Recognition-marks.—Under the head of "recognition-marks" may be grouped a great variety of special markings, which may be conceived to aid the representatives of a given species to recognize each other. That they actually serve this purpose is a matter of theory, but the theory is plausible, and these markings have much in common with the white tail feathers, scarlet crests, colored wing patches, and other markings regarded as recognition-marks among birds.
Among these are ocelli, black- or blue-ringed with white or yellow, on various parts of the body; black spots on the dorsal fin; black spots below or behind the eye; black, red, blue, or yellow spots variously placed; cross-bars of red or black or green, with or without pale edges; a blood-red fin or a fin of shining blue among pale ones; a white edge to the tail; a yellow, blue, or red streamer to the dorsal fin, a black tip to the pectoral or ventral; a hidden spot of emerald in the mouth or in the axil; an almost endless variety of sharply defined markings, not directly protective, which serve as recognition-marks, if not to the fish itself, certainly to the naturalist who studies it.
These marks shade off into an equally great variety for which we can devise no better name than "ornamentation." Some fishes are simply covered with brilliant spots or bars or reticulations, their nature and variety baffling description, while no useful purpose seems to be served by them, unless we stretch still more widely the convenient theory of recognition-marks.
In many cases the markings change with age, certain bands, stripes, or ocelli being characteristic of the young and gradually disappearing. In such cases the same marks will be found permanent in some related species of less differentiated coloration. In such cases it is safe to regard them as ancestral.

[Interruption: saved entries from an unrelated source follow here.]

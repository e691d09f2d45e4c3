use async_trait::async_trait;
use std::collections::HashMap;
use std::path::Path;
use std::sync::Arc;
use tokio::fs;
use tokio::sync::{RwLock, Semaphore};
use tracing::{debug, error, info, warn};
use uuid::Uuid;

use super::job::{Job, JobStatus};
use super::workspace::{sanitize_filename, upload_path, JobWorkspace};
use crate::config::{StorageConfig, TranscriptionTask};
use crate::error::{Result, SubburnError};
use crate::transcribe::TranscriptionRequest;
use crate::workflow::{StageObserver, Workflow};

/// Name given to uploads whose client filename has nothing usable in it
const FALLBACK_UPLOAD_NAME: &str = "upload.mp4";

/// In-memory job table mirrored to `job.json` files
struct JobStore {
    jobs: RwLock<HashMap<Uuid, Job>>,
    storage: StorageConfig,
}

impl JobStore {
    /// Apply `change` to a job and persist the result
    async fn update<F>(&self, id: Uuid, change: F) -> Result<()>
    where
        F: FnOnce(&mut Job) -> Result<()>,
    {
        let snapshot = {
            let mut jobs = self.jobs.write().await;
            let job = jobs
                .get_mut(&id)
                .ok_or_else(|| SubburnError::Job(format!("Unknown job {}", id)))?;
            change(job)?;
            job.clone()
        };
        self.persist(&snapshot).await;
        Ok(())
    }

    /// Failures are logged; the in-memory table stays authoritative
    async fn persist(&self, job: &Job) {
        let record_path = JobWorkspace::for_job(&self.storage, job.id).record_path();
        if let Err(e) = write_record(&record_path, job).await {
            warn!("Could not persist job {} to {}: {}", job.id, record_path.display(), e);
        }
    }
}

async fn write_record(path: &Path, job: &Job) -> Result<()> {
    if let Some(parent) = path.parent() {
        fs::create_dir_all(parent).await?;
    }
    let json = serde_json::to_string_pretty(job)?;
    fs::write(path, json).await?;
    Ok(())
}

/// Advances a job's status as the pipeline reports progress
struct JobProgress {
    store: Arc<JobStore>,
    id: Uuid,
}

#[async_trait]
impl StageObserver for JobProgress {
    async fn on_status(&self, status: JobStatus) {
        debug!("Job {} reached {}", self.id, status);
        if let Err(e) = self.store.update(self.id, |job| job.advance(status)).await {
            warn!("Job {}: {}", self.id, e);
        }
    }
}

/// Runs jobs in the background and answers status queries
#[derive(Clone)]
pub struct JobManager {
    store: Arc<JobStore>,
    workflow: Arc<Workflow>,
    permits: Arc<Semaphore>,
}

impl JobManager {
    /// Create storage directories and reload jobs from earlier runs.
    ///
    /// A job that was still running when the process stopped cannot be
    /// resumed, so it is recorded as failed.
    pub async fn new(workflow: Arc<Workflow>, max_concurrent_jobs: usize) -> Result<Self> {
        let storage = workflow.config().storage.clone();
        fs::create_dir_all(&storage.upload_dir).await?;
        fs::create_dir_all(&storage.processed_dir).await?;

        let jobs = load_jobs(&storage.processed_dir).await?;
        let store = Arc::new(JobStore {
            jobs: RwLock::new(HashMap::new()),
            storage,
        });

        let mut interrupted = 0;
        for mut job in jobs {
            if !job.status.is_terminal() {
                job.fail(&SubburnError::Job("interrupted".to_string()))?;
                store.persist(&job).await;
                interrupted += 1;
            }
            store.jobs.write().await.insert(job.id, job);
        }

        let loaded = store.jobs.read().await.len();
        if loaded > 0 {
            info!("Loaded {} jobs ({} interrupted)", loaded, interrupted);
        }

        Ok(Self {
            store,
            workflow,
            permits: Arc::new(Semaphore::new(max_concurrent_jobs.max(1))),
        })
    }

    /// Allocate a job and the path its upload must be written to.
    ///
    /// The job is not tracked until it is passed to [`JobManager::submit`].
    pub async fn create_job(
        &self,
        original_filename: &str,
        target_language: &str,
        task: TranscriptionTask,
    ) -> Result<Job> {
        let id = Uuid::new_v4();
        let filename = sanitize_filename(original_filename).unwrap_or_else(|| FALLBACK_UPLOAD_NAME.to_string());
        let video_path = upload_path(&self.store.storage, id, &filename);

        if let Some(parent) = video_path.parent() {
            fs::create_dir_all(parent).await?;
        }

        Ok(Job::new(id, original_filename, target_language, task, video_path))
    }

    /// Track `job` and start its pipeline in the background
    pub async fn submit(&self, job: Job) -> Result<Uuid> {
        let id = job.id;
        if job.status != JobStatus::Uploaded {
            return Err(SubburnError::Job(format!("Job {} was already submitted", id)));
        }

        let request = TranscriptionRequest::new(job.target_language.clone(), job.task);
        let video_path = job.video_path.clone();

        self.store.jobs.write().await.insert(id, job.clone());
        self.store.persist(&job).await;
        info!("Queued job {} ({})", id, job.original_filename);

        let store = self.store.clone();
        let workflow = self.workflow.clone();
        let permits = self.permits.clone();

        tokio::spawn(async move {
            let _permit = match permits.acquire_owned().await {
                Ok(permit) => permit,
                Err(e) => {
                    error!("Job {} could not be scheduled: {}", id, e);
                    return;
                }
            };

            let workspace = JobWorkspace::for_job(&store.storage, id);
            let progress = JobProgress {
                store: store.clone(),
                id,
            };

            let result = workflow.process(&video_path, &workspace, &request, &progress).await;
            let recorded = match result {
                Ok(output) => {
                    store
                        .update(id, |job| {
                            job.subtitle_path = Some(output.subtitle_path);
                            job.output_video_path = Some(output.output_video_path);
                            job.advance(JobStatus::Done)
                        })
                        .await
                }
                Err(e) => {
                    if e.is_transient() {
                        warn!("Job {} failed with a transient error; resubmit to retry", id);
                    }
                    store.update(id, |job| job.fail(&e)).await
                }
            };

            if let Err(e) = recorded {
                error!("Job {} finished but its status could not be recorded: {}", id, e);
            }
        });

        Ok(id)
    }

    pub async fn get(&self, id: Uuid) -> Option<Job> {
        self.store.jobs.read().await.get(&id).cloned()
    }

    /// All known jobs, newest first
    pub async fn list(&self) -> Vec<Job> {
        let mut jobs: Vec<Job> = self.store.jobs.read().await.values().cloned().collect();
        jobs.sort_by(|a, b| b.created_at.cmp(&a.created_at));
        jobs
    }
}

/// Read every `job.json` under `processed_dir` without modifying any of them.
///
/// Unreadable records are skipped with a warning.
pub async fn load_jobs(processed_dir: &Path) -> Result<Vec<Job>> {
    let mut jobs = Vec::new();
    let mut entries = fs::read_dir(processed_dir).await?;

    while let Some(entry) = entries.next_entry().await? {
        let record_path = entry.path().join("job.json");
        if !record_path.is_file() {
            continue;
        }

        let loaded = fs::read_to_string(&record_path)
            .await
            .map_err(SubburnError::from)
            .and_then(|content| serde_json::from_str::<Job>(&content).map_err(SubburnError::from));
        match loaded {
            Ok(job) => jobs.push(job),
            Err(e) => warn!("Skipping unreadable job record {}: {}", record_path.display(), e),
        }
    }

    Ok(jobs)
}

#[cfg(test)]
mod tests {
    use super::*;
    use crate::config::Config;
    use crate::error::Stage;
    use crate::media::MockMediaProcessorTrait;
    use crate::subtitle::TimedSegment;
    use crate::transcribe::MockTranscriberTrait;
    use std::time::Duration;
    use tempfile::TempDir;

    fn config_in(dir: &TempDir) -> Config {
        let mut config = Config::default();
        config.storage.upload_dir = dir.path().join("uploads");
        config.storage.processed_dir = dir.path().join("processed");
        config
    }

    fn working_workflow(config: Config) -> Arc<Workflow> {
        let mut media = MockMediaProcessorTrait::new();
        media.expect_extract_audio().returning(|_, audio| {
            std::fs::write(audio, b"RIFF").unwrap();
            Ok(())
        });
        media.expect_burn_subtitles().returning(|_, _, out| {
            std::fs::write(out, b"captioned").unwrap();
            Ok(())
        });
        let mut transcriber = MockTranscriberTrait::new();
        transcriber
            .expect_transcribe()
            .returning(|_, _| Ok(vec![TimedSegment::new(0.0, 2.0, "Hi")]));

        Arc::new(Workflow::with_components(config, Box::new(transcriber), Box::new(media)))
    }

    async fn wait_for_terminal(manager: &JobManager, id: Uuid) -> Job {
        for _ in 0..200 {
            if let Some(job) = manager.get(id).await {
                if job.status.is_terminal() {
                    return job;
                }
            }
            tokio::time::sleep(Duration::from_millis(10)).await;
        }
        panic!("job {} did not finish", id);
    }

    async fn upload(manager: &JobManager, name: &str) -> Job {
        let job = manager
            .create_job(name, "es", TranscriptionTask::Translate)
            .await
            .unwrap();
        std::fs::write(&job.video_path, b"video bytes").unwrap();
        job
    }

    #[tokio::test]
    async fn test_submitted_job_runs_to_done() {
        let dir = TempDir::new().unwrap();
        let config = config_in(&dir);
        let manager = JobManager::new(working_workflow(config.clone()), 2).await.unwrap();

        let job = upload(&manager, "my clip.mp4").await;
        assert!(job.video_path.ends_with("my_clip.mp4"));
        let id = manager.submit(job).await.unwrap();

        let job = wait_for_terminal(&manager, id).await;
        assert!(job.is_done(), "unexpected status {}", job.status);

        let workspace = JobWorkspace::for_job(&config.storage, id);
        assert_eq!(job.subtitle_path.as_deref(), Some(workspace.subtitle_path.as_path()));
        assert_eq!(job.output_video_path.as_deref(), Some(workspace.output_path.as_path()));
        assert!(workspace.record_path().exists());
        assert_eq!(
            std::fs::read_to_string(&workspace.subtitle_path).unwrap(),
            "1\n00:00:00,000 --> 00:00:02,000\nHi\n\n"
        );
    }

    #[tokio::test]
    async fn test_failed_stage_is_recorded() {
        let dir = TempDir::new().unwrap();
        let config = config_in(&dir);

        let mut media = MockMediaProcessorTrait::new();
        media
            .expect_extract_audio()
            .returning(|_, _| Err(SubburnError::audio_extraction("no audio stream")));
        let workflow = Arc::new(Workflow::with_components(
            config,
            Box::new(MockTranscriberTrait::new()),
            Box::new(media),
        ));
        let manager = JobManager::new(workflow, 1).await.unwrap();

        let job = upload(&manager, "clip.mp4").await;
        let id = manager.submit(job).await.unwrap();
        let job = wait_for_terminal(&manager, id).await;

        match job.status {
            JobStatus::Failed { stage, reason } => {
                assert_eq!(stage, Some(Stage::AudioExtraction));
                assert!(reason.contains("no audio stream"));
            }
            other => panic!("expected failure, got {}", other),
        }
        assert!(job.output_video_path.is_none());
    }

    #[tokio::test]
    async fn test_list_is_newest_first() {
        let dir = TempDir::new().unwrap();
        let manager = JobManager::new(working_workflow(config_in(&dir)), 2).await.unwrap();

        let first = manager.submit(upload(&manager, "a.mp4").await).await.unwrap();
        tokio::time::sleep(Duration::from_millis(5)).await;
        let second = manager.submit(upload(&manager, "b.mp4").await).await.unwrap();

        let ids: Vec<Uuid> = manager.list().await.into_iter().map(|j| j.id).collect();
        assert_eq!(ids, vec![second, first]);
        assert!(manager.get(Uuid::new_v4()).await.is_none());
    }

    #[tokio::test]
    async fn test_resubmitting_is_rejected() {
        let dir = TempDir::new().unwrap();
        let manager = JobManager::new(working_workflow(config_in(&dir)), 1).await.unwrap();

        let mut job = upload(&manager, "a.mp4").await;
        job.advance(JobStatus::AudioExtracted).unwrap();
        assert!(matches!(manager.submit(job).await, Err(SubburnError::Job(_))));
    }

    #[tokio::test]
    async fn test_reload_marks_unfinished_jobs_interrupted() {
        let dir = TempDir::new().unwrap();
        let config = config_in(&dir);

        let mut running = Job::new(Uuid::new_v4(), "a.mp4", "en", TranscriptionTask::Transcribe, "a.mp4".into());
        running.advance(JobStatus::AudioExtracted).unwrap();
        let mut finished = Job::new(Uuid::new_v4(), "b.mp4", "en", TranscriptionTask::Translate, "b.mp4".into());
        for status in [
            JobStatus::AudioExtracted,
            JobStatus::Transcribed,
            JobStatus::SubtitlesWritten,
            JobStatus::Burned,
            JobStatus::Done,
        ] {
            finished.advance(status).unwrap();
        }
        for job in [&running, &finished] {
            let path = JobWorkspace::for_job(&config.storage, job.id).record_path();
            write_record(&path, job).await.unwrap();
        }
        std::fs::create_dir_all(config.storage.processed_dir.join("junk")).unwrap();
        std::fs::write(config.storage.processed_dir.join("junk/job.json"), "{not json").unwrap();

        let manager = JobManager::new(working_workflow(config.clone()), 1).await.unwrap();

        let reloaded = manager.get(running.id).await.unwrap();
        assert_eq!(
            reloaded.status,
            JobStatus::Failed {
                stage: None,
                reason: "Job error: interrupted".to_string(),
            }
        );
        assert!(manager.get(finished.id).await.unwrap().is_done());
        assert_eq!(manager.list().await.len(), 2);

        // The repaired status is written back
        let record = JobWorkspace::for_job(&config.storage, running.id).record_path();
        let on_disk: Job = serde_json::from_str(&std::fs::read_to_string(record).unwrap()).unwrap();
        assert_eq!(on_disk.status.label(), "failed");
    }
}
//! subburn - automated subtitle burn-in
//!
//! Takes a video, extracts its audio with ffmpeg, transcribes or translates
//! the speech with whisper, writes an SRT file and renders the subtitles into
//! a new copy of the video. Runs from the command line or as a small upload
//! web service that tracks each request as a job.

pub mod api;
pub mod cli;
pub mod config;
pub mod error;
pub mod jobs;
pub mod media;
pub mod process;
pub mod setup;
pub mod subtitle;
pub mod transcribe;
pub mod workflow;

In case of markings on the fins and of elaborate ornamentation in general, it is best defined in the oldest and most vigorous individuals, becoming intensified by degrees. The most brilliantly colored fishes are found about the coral reefs. Here may be found species of which the ground color is the most intense blue, others are crimson, grass-green, lemon-yellow, jet-black, and each with a great variety of contrasted markings. The frontispiece of this volume shows a series of such fishes drawn from nature from specimens taken in pools of the great coral reef of Apia in Samoa. These colors are not protective. The coral masses are mostly plain gray, and the fishes which lie on the bottom are plain gray also. Nothing could be more brilliant or varied than the hues of the free-swimming fishes. What their cause or purpose may be, it is impossible to say. It is certain that their intense activity and the ease with which they can seek shelter in the coral masses enable them to defy their enemies. Nature seems to riot in bright colors where her creatures are not destroyed by their presence.
Intensity of Coloration.—In general, coloration is most intense and varied in certain families of the tropical shores, and especially about coral reefs. But in brilliancy of individual markings some fresh-water fishes are scarcely less notable, especially the darters (Etheostominæ) and sunfishes (Centrarchidæ) of the streams of eastern North America. The bright hues of these fresh-water fishes are, however, more or less concealed in the water by the olivaceous markings and dark blotches of the upper parts.
Fig. 171.—Snake-eels, Liuranus semicinctus (Lay and Bennett), and Chlevastes colubrinus (Boddaert), from Riu Kiu Islands, Japan.